Records excerpted from a collection:
—————

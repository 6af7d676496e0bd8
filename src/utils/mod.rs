pub mod fs;
pub mod net;

pub use net::{check_local_iso, download_iso};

—————

◆ **Task statement**
When you reply, retype each line exactly as it appears above.

◆ **Solution for this exercise**
repository 6af7d676496e0bd8
filename src/utils/mod.rs
pub mod fs;
pub mod net;

pub use net::{check_local_iso, download_iso};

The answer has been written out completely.